PROVIDED ENTRIES —
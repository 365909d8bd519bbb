//! Session outcome taxonomy and result messages
//!
//! A session is in progress until exactly one terminal condition holds:
//! checkmate, a draw (with its reason), or resignation. The enum mirrors that
//! structure so callers can match on it, and `message()` renders the
//! deterministic result strings the UI shows.

use shakmaty::Color;

/// Why a game ended in a draw.
#[derive(Clone, Copy, Debug, PartialEq, Eq)]
pub enum DrawReason {
    /// No legal move for the side to move, king not in check.
    Stalemate,
    /// Neither side can deliver checkmate.
    InsufficientMaterial,
    /// The same position occurred three times.
    Repetition,
    /// The custom movement rules leave the side to move without a single
    /// allowed move even though the rules engine still generates some.
    Blocked,
}

impl DrawReason {
    pub fn describe(self) -> &'static str {
        match self {
            DrawReason::Stalemate => "stalemate",
            DrawReason::InsufficientMaterial => "insufficient material",
            DrawReason::Repetition => "threefold repetition",
            DrawReason::Blocked => "blocked position",
        }
    }
}

/// Terminal state of a game session.
#[derive(Clone, Copy, Debug, PartialEq, Eq)]
pub enum SessionOutcome {
    InProgress,
    Checkmate { winner: Color },
    Draw { reason: DrawReason },
    Resigned { by: Color },
}

impl SessionOutcome {
    pub fn is_over(&self) -> bool {
        !matches!(self, SessionOutcome::InProgress)
    }

    pub fn is_draw(&self) -> bool {
        matches!(self, SessionOutcome::Draw { .. })
    }

    /// The winning side, if there is one. Resignation is won by the opponent.
    pub fn winner(&self) -> Option<Color> {
        match self {
            SessionOutcome::Checkmate { winner } => Some(*winner),
            SessionOutcome::Resigned { by } => Some(!*by),
            SessionOutcome::InProgress | SessionOutcome::Draw { .. } => None,
        }
    }

    /// Human-readable result message.
    pub fn message(&self) -> String {
        match self {
            SessionOutcome::InProgress => "Game in progress".to_string(),
            SessionOutcome::Checkmate { winner } => {
                format!("{} wins by checkmate!", color_name(*winner))
            }
            SessionOutcome::Draw { reason } => format!("Draw by {}", reason.describe()),
            SessionOutcome::Resigned { by } => {
                format!("{} resigned, {} wins", color_name(*by), color_name(!*by))
            }
        }
    }
}

pub(crate) fn color_name(color: Color) -> &'static str {
    match color {
        Color::White => "White",
        Color::Black => "Black",
    }
}
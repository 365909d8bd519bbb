//! Composing two decks into a playable starting position
//!
//! Produces the two artifacts a game session is loaded from: a FEN string in
//! which every custom piece appears as its proxy role's letter, and the
//! identity table recording which squares actually hold custom pieces. The
//! FEN always starts White to move with castling and en passant disabled,
//! since composed armies have no castling story.

use shakmaty::Color;

use crate::game::identity::{CustomPiece, IdentityTable};
use crate::pieces::PieceKind;

use super::army::ArmyDeck;

/// A composed starting position: proxy-role FEN plus the identity table.
#[derive(Clone, Debug, PartialEq)]
pub struct ComposedBoard {
    pub fen: String,
    pub identities: IdentityTable,
}

/// Build the starting position for a game between two decks.
///
/// Either deck may be absent; its half of the board is simply empty.
/// Deterministic: the same decks always produce the same FEN and table.
pub fn compose(white: Option<&ArmyDeck>, black: Option<&ArmyDeck>) -> ComposedBoard {
    let mut grid: [[Option<(PieceKind, Color)>; 8]; 8] = [[None; 8]; 8];
    let mut identities = IdentityTable::new();

    for deck in [white, black].into_iter().flatten() {
        for (&square, &kind) in &deck.placement {
            grid[square.rank() as usize][square.file() as usize] = Some((kind, deck.color));
            if kind.is_custom() {
                identities.insert(square, CustomPiece { kind, color: deck.color });
            }
        }
    }

    let mut fen = String::new();
    for rank in (0..8usize).rev() {
        let mut empty_run = 0u8;
        for file in 0..8usize {
            match grid[rank][file] {
                Some((kind, color)) => {
                    if empty_run > 0 {
                        fen.push(char::from(b'0' + empty_run));
                        empty_run = 0;
                    }
                    let role = kind.proxy_role();
                    fen.push(match color {
                        Color::White => role.upper_char(),
                        Color::Black => role.char(),
                    });
                }
                None => empty_run += 1,
            }
        }
        if empty_run > 0 {
            fen.push(char::from(b'0' + empty_run));
        }
        if rank > 0 {
            fen.push('/');
        }
    }
    fen.push_str(" w - - 0 1");

    ComposedBoard { fen, identities }
}

#[cfg(test)]
mod tests {
    use super::*;
    use shakmaty::Square;

    #[test]
    fn test_empty_decks_compose_to_an_empty_board() {
        let composed = compose(None, None);
        assert_eq!(composed.fen, "8/8/8/8/8/8/8/8 w - - 0 1");
        assert!(composed.identities.is_empty());
    }

    #[test]
    fn test_standard_pieces_stay_out_of_the_identity_table() {
        //! A king and a pawn compose to plain FEN with no table entries
        let mut deck = ArmyDeck::new("minimal", Color::White);
        deck.place(Square::E1, PieceKind::King).unwrap();
        deck.place(Square::E2, PieceKind::Pawn).unwrap();

        let composed = compose(Some(&deck), None);
        assert_eq!(composed.fen, "8/8/8/8/8/8/4P3/4K3 w - - 0 1");
        assert!(composed.identities.is_empty());
    }

    #[test]
    fn test_custom_piece_appears_as_its_proxy_letter() {
        //! A stone sentinel on a1 is written as a queen and recorded in the table
        let mut deck = ArmyDeck::new("sentinel", Color::White);
        deck.place(Square::A1, PieceKind::StoneSentinel).unwrap();

        let composed = compose(Some(&deck), None);
        assert_eq!(composed.fen, "8/8/8/8/8/8/8/Q7 w - - 0 1");
        assert_eq!(composed.identities.len(), 1);
        let entry = composed.identities.get(Square::A1).unwrap();
        assert_eq!(entry.kind, PieceKind::StoneSentinel);
        assert_eq!(entry.color, Color::White);
    }

    #[test]
    fn test_black_pieces_are_lowercase() {
        let mut deck = ArmyDeck::new("black", Color::Black);
        deck.place(Square::E8, PieceKind::King).unwrap();
        deck.place(Square::D7, PieceKind::Dragon).unwrap();

        let composed = compose(None, Some(&deck));
        assert_eq!(composed.fen, "4k3/3q4/8/8/8/8/8/8 w - - 0 1");
        assert_eq!(
            composed.identities.get(Square::D7).map(|p| p.kind),
            Some(PieceKind::Dragon)
        );
    }

    #[test]
    fn test_two_full_decks_load_into_the_rules_engine() {
        //! Composition of two classic templates is the standard start, minus
        //! castling rights
        use shakmaty::fen::Fen;
        use shakmaty::{CastlingMode, Chess};

        let white = ArmyDeck::standard_template(Color::White);
        let black = ArmyDeck::standard_template(Color::Black);
        let composed = compose(Some(&white), Some(&black));

        assert_eq!(
            composed.fen,
            "rnbqkbnr/pppppppp/8/8/8/8/PPPPPPPP/RNBQKBNR w - - 0 1"
        );
        assert!(composed.identities.is_empty());

        let fen: Fen = composed.fen.parse().expect("composed FEN parses");
        let position: Result<Chess, _> = fen.into_position(CastlingMode::Standard);
        assert!(position.is_ok(), "composed FEN must load");
    }

    #[test]
    fn test_composition_is_deterministic() {
        let mut white = ArmyDeck::new("w", Color::White);
        white.place(Square::E1, PieceKind::King).unwrap();
        white.place(Square::C2, PieceKind::Lion).unwrap();
        white.place(Square::F2, PieceKind::Galleon).unwrap();

        let first = compose(Some(&white), None);
        let second = compose(Some(&white), None);
        assert_eq!(first, second);
    }
}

WHAT YOU NEED TO DO — Transcribe all of the material exactly. Omit nothing.

WORKED SOLUTION —
repository 365909d8bd519bbb
//! Session outcome taxonomy and result messages
//!
//! A session is in progress until exactly one terminal condition holds:
//! checkmate, a draw (with its reason), or resignation. The enum mirrors that
//! structure so callers can match on it, and `message()` renders the
//! deterministic result strings the UI shows.

use shakmaty::Color;

/// Why a game ended in a draw.
#[derive(Clone, Copy, Debug, PartialEq, Eq)]
pub enum DrawReason {
    /// No legal move for the side to move, king not in check.
    Stalemate,
    /// Neither side can deliver checkmate.
    InsufficientMaterial,
    /// The same position occurred three times.
    Repetition,
    /// The custom movement rules leave the side to move without a single
    /// allowed move even though the rules engine still generates some.
    Blocked,
}

impl DrawReason {
    pub fn describe(self) -> &'static str {
        match self {
            DrawReason::Stalemate => "stalemate",
            DrawReason::InsufficientMaterial => "insufficient material",
            DrawReason::Repetition => "threefold repetition",
            DrawReason::Blocked => "blocked position",
        }
    }
}

/// Terminal state of a game session.
#[derive(Clone, Copy, Debug, PartialEq, Eq)]
pub enum SessionOutcome {
    InProgress,
    Checkmate { winner: Color },
    Draw { reason: DrawReason },
    Resigned { by: Color },
}

impl SessionOutcome {
    pub fn is_over(&self) -> bool {
        !matches!(self, SessionOutcome::InProgress)
    }

    pub fn is_draw(&self) -> bool {
        matches!(self, SessionOutcome::Draw { .. })
    }

    /// The winning side, if there is one. Resignation is won by the opponent.
    pub fn winner(&self) -> Option<Color> {
        match self {
            SessionOutcome::Checkmate { winner } => Some(*winner),
            SessionOutcome::Resigned { by } => Some(!*by),
            SessionOutcome::InProgress | SessionOutcome::Draw { .. } => None,
        }
    }

    /// Human-readable result message.
    pub fn message(&self) -> String {
        match self {
            SessionOutcome::InProgress => "Game in progress".to_string(),
            SessionOutcome::Checkmate { winner } => {
                format!("{} wins by checkmate!", color_name(*winner))
            }
            SessionOutcome::Draw { reason } => format!("Draw by {}", reason.describe()),
            SessionOutcome::Resigned { by } => {
                format!("{} resigned, {} wins", color_name(*by), color_name(!*by))
            }
        }
    }
}

pub(crate) fn color_name(color: Color) -> &'static str {
    match color {
        Color::White => "White",
        Color::Black => "Black",
    }
}
repository 365909d8bd519bbb
//! Composing two decks into a playable starting position
//!
//! Produces the two artifacts a game session is loaded from: a FEN string in
//! which every custom piece appears as its proxy role's letter, and the
//! identity table recording which squares actually hold custom pieces. The
//! FEN always starts White to move with castling and en passant disabled,
//! since composed armies have no castling story.

use shakmaty::Color;

use crate::game::identity::{CustomPiece, IdentityTable};
use crate::pieces::PieceKind;

use super::army::ArmyDeck;

/// A composed starting position: proxy-role FEN plus the identity table.
#[derive(Clone, Debug, PartialEq)]
pub struct ComposedBoard {
    pub fen: String,
    pub identities: IdentityTable,
}

/// Build the starting position for a game between two decks.
///
/// Either deck may be absent; its half of the board is simply empty.
/// Deterministic: the same decks always produce the same FEN and table.
pub fn compose(white: Option<&ArmyDeck>, black: Option<&ArmyDeck>) -> ComposedBoard {
    let mut grid: [[Option<(PieceKind, Color)>; 8]; 8] = [[None; 8]; 8];
    let mut identities = IdentityTable::new();

    for deck in [white, black].into_iter().flatten() {
        for (&square, &kind) in &deck.placement {
            grid[square.rank() as usize][square.file() as usize] = Some((kind, deck.color));
            if kind.is_custom() {
                identities.insert(square, CustomPiece { kind, color: deck.color });
            }
        }
    }

    let mut fen = String::new();
    for rank in (0..8usize).rev() {
        let mut empty_run = 0u8;
        for file in 0..8usize {
            match grid[rank][file] {
                Some((kind, color)) => {
                    if empty_run > 0 {
                        fen.push(char::from(b'0' + empty_run));
                        empty_run = 0;
                    }
                    let role = kind.proxy_role();
                    fen.push(match color {
                        Color::White => role.upper_char(),
                        Color::Black => role.char(),
                    });
                }
                None => empty_run += 1,
            }
        }
        if empty_run > 0 {
            fen.push(char::from(b'0' + empty_run));
        }
        if rank > 0 {
            fen.push('/');
        }
    }
    fen.push_str(" w - - 0 1");

    ComposedBoard { fen, identities }
}

#[cfg(test)]
mod tests {
    use super::*;
    use shakmaty::Square;

    #[test]
    fn test_empty_decks_compose_to_an_empty_board() {
        let composed = compose(None, None);
        assert_eq!(composed.fen, "8/8/8/8/8/8/8/8 w - - 0 1");
        assert!(composed.identities.is_empty());
    }

    #[test]
    fn test_standard_pieces_stay_out_of_the_identity_table() {
        //! A king and a pawn compose to plain FEN with no table entries
        let mut deck = ArmyDeck::new("minimal", Color::White);
        deck.place(Square::E1, PieceKind::King).unwrap();
        deck.place(Square::E2, PieceKind::Pawn).unwrap();

        let composed = compose(Some(&deck), None);
        assert_eq!(composed.fen, "8/8/8/8/8/8/4P3/4K3 w - - 0 1");
        assert!(composed.identities.is_empty());
    }

    #[test]
    fn test_custom_piece_appears_as_its_proxy_letter() {
        //! A stone sentinel on a1 is written as a queen and recorded in the table
        let mut deck = ArmyDeck::new("sentinel", Color::White);
        deck.place(Square::A1, PieceKind::StoneSentinel).unwrap();

        let composed = compose(Some(&deck), None);
        assert_eq!(composed.fen, "8/8/8/8/8/8/8/Q7 w - - 0 1");
        assert_eq!(composed.identities.len(), 1);
        let entry = composed.identities.get(Square::A1).unwrap();
        assert_eq!(entry.kind, PieceKind::StoneSentinel);
        assert_eq!(entry.color, Color::White);
    }

    #[test]
    fn test_black_pieces_are_lowercase() {
        let mut deck = ArmyDeck::new("black", Color::Black);
        deck.place(Square::E8, PieceKind::King).unwrap();
        deck.place(Square::D7, PieceKind::Dragon).unwrap();

        let composed = compose(None, Some(&deck));
        assert_eq!(composed.fen, "4k3/3q4/8/8/8/8/8/8 w - - 0 1");
        assert_eq!(
            composed.identities.get(Square::D7).map(|p| p.kind),
            Some(PieceKind::Dragon)
        );
    }

    #[test]
    fn test_two_full_decks_load_into_the_rules_engine() {
        //! Composition of two classic templates is the standard start, minus
        //! castling rights
        use shakmaty::fen::Fen;
        use shakmaty::{CastlingMode, Chess};

        let white = ArmyDeck::standard_template(Color::White);
        let black = ArmyDeck::standard_template(Color::Black);
        let composed = compose(Some(&white), Some(&black));

        assert_eq!(
            composed.fen,
            "rnbqkbnr/pppppppp/8/8/8/8/PPPPPPPP/RNBQKBNR w - - 0 1"
        );
        assert!(composed.identities.is_empty());

        let fen: Fen = composed.fen.parse().expect("composed FEN parses");
        let position: Result<Chess, _> = fen.into_position(CastlingMode::Standard);
        assert!(position.is_ok(), "composed FEN must load");
    }

    #[test]
    fn test_composition_is_deterministic() {
        let mut white = ArmyDeck::new("w", Color::White);
        white.place(Square::E1, PieceKind::King).unwrap();
        white.place(Square::C2, PieceKind::Lion).unwrap();
        white.place(Square::F2, PieceKind::Galleon).unwrap();

        let first = compose(Some(&white), None);
        let second = compose(Some(&white), None);
        assert_eq!(first, second);
    }
}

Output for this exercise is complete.